The Difference Between Forex and Crypto Trading

Over the last decade, trading options have evolved like never before. New players such as cryptocurrency trading have entered the game and are proving to be a lucrative idea. However, some people find cryptocurrencies too complicated and intimidating, and so they’re still relying on the old reliable forex trading. 

Trading with cryptocurrencies and Forex trading are often considered similar, as they both involve trading with currencies. In this article, we will point out some key differences between the two, so that you can better understand how they differ from one another, how they are similar, and decide which is the right market for you. 

Let’s begin!

Forex Trading

The Forex market is one of the largest trading markets in the world. It is open 24h a day and is composed out of banks, businesses, retailers, and financial institutions. Forex (foreign exchange market) is a place where currencies are exchanged. Currencies are very important because they need to be exchanged so that foreign trade and business can be possible. 

The forex market was established in the 19 century as a result of the creation of the gold standard-a country’s monetary system directly linked to gold. Still, the trading space we have today was established in the 70s when institutional and retail investing began to thrive. When internet trading began in the 90s, forex trading became more available than ever.

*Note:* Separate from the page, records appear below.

//! Record command: store a command that already ran.
//!
//! Shell hooks call this after every prompt, so it prints nothing for
//! ignored commands and only a short confirmation otherwise.

use std::io::Write;
use std::path::PathBuf;

use anyhow::{Context, Result};
use tt_db::Database;

use crate::Config;
use crate::capture::{CaptureOutcome, CaptureRequest, CommandPolicy, capture};
use crate::commands::util::parse_timestamp;

#[derive(Debug, Clone, Default)]
pub struct RecordOptions {
    pub started: String,
    pub finished: String,
    pub command: String,
    pub exit_code: Option<i32>,
    pub cwd: Option<PathBuf>,
    pub project: Option<String>,
    pub tag: Option<String>,
}

pub fn run<W: Write>(
    writer: &mut W,
    db: &mut Database,
    config: &Config,
    options: RecordOptions,
) -> Result<()> {
    let started_at = parse_timestamp(&options.started).context("invalid --started")?;
    let ended_at = parse_timestamp(&options.finished).context("invalid --finished")?;
    let cwd = match options.cwd {
        Some(dir) => dir,
        None => std::env::current_dir().context("failed to read current directory")?,
    };

    let request = CaptureRequest {
        command: CommandPolicy::from_config(config).from_line(&options.command),
        started_at,
        ended_at,
        exit_code: options.exit_code,
        cwd: Some(cwd.display().to_string()),
        project: options.project,
        tag: options.tag,
    }
    .with_env_defaults();

    let filter = db.ignore_filter()?;
    if let CaptureOutcome::Recorded(event) = capture(db, &filter, request)? {
        writeln!(writer, "Saved event #{}", event.id)?;
    }
    Ok(())
}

As a market, Forex can move quickly and can be highly volatile. It has attracted traders for decades as its volatility allows for remarkable opportunities. Several factors can influence the forex market. This includes GDP, inflation, unemployment, and many more. Because of this, experienced traders use economic calendars to stay updated about such information and events that might bring changes to the market.

Forex trading is usually done by Brokers. Once you open an account you will have direct access to the market, which is highly regulated. The unique aspect of the Forex market is that there is no central marketplace for foreign exchange. Instead, trading with currency is done electronically. This means that all transaction occurs through computer networks between traders from all around the world

Institutions, corporations, and individuals trade forex in three ways:

  • The spot market
  • The forwards market
  • The futures market

Trading in the spot market is the largest market because it is the fundamental asset on which the forwards and the futures market are based on. Years ago the futures market was the most popular choice of traders, as it was available to individual traders for a longer time frame. Nevertheless, with the emergence of electronic trading and countless forex brokers, the spot market has exploded inactivity and it exceeds the futures market. For instance, when forex brokers in the UAE refer to the forex market, they are always referring to the spot market. The forwards and futures markets are in general more famous with organizations that need to fence their unfamiliar trade hazards out to a particular date later on.

Cryptocurrency Trading

Similar to Forex, crypto trading involves trading with currencies. However, in forex trading, middlemen, brokers, and other institutions are always involved and naturally collect fees at almost every step of the trading process. With crypto trading, there are no middlemen or institutions involved, and this is why crypto trading has been growing in popularity ever since bitcoin was introduced in 2009. 

Another big difference between the two is the amount of liquidity available in forex and the lack of it in crypto trading, especially if you don’t use major crypto coins such as Bitcoin, Litecoin, Etherium, etc. 

Crypto traders speculate on cryptocurrency movements using a CFD trading account or buy and sell the underlying crypto coins on exchanges. CFD trading accounts are leveraged products that allow you to speculate on crypto price movements without taking ownership of the coins. 

When you buy coins at exchanges, you gain ownership of the coins. You will need to make an exchange account, and store your coins in a crypto wallet until you’re ready to sell. 

Crypto markets are completely decentralized, which means they are not backed or issued by a central authority. Cryptocurrencies exist only as a shared digital record of ownership, which is stored on the blockchain. When users want to send crypto units to another user, they send them to the other user’s crypto wallet. The transaction is only valid once it is verified and added to the blockchain through the process called bitcoin mining.

Summary

Whether you choose to trade with crypto or forex, keep in mind that they both carry risks and rewards. As we said, Forex trading is regulated, safe, and more stable than bitcoin. However, if you decide to trade with crypto, you should expect larger returns than with forex. Still, due to the growth of digital assets, many forex traders have started working with crypto. 

Bottom line, it all depends on your goals, resources, and how much you are ready to risk. Continue learning about the market trends, and the answer will reveal itself.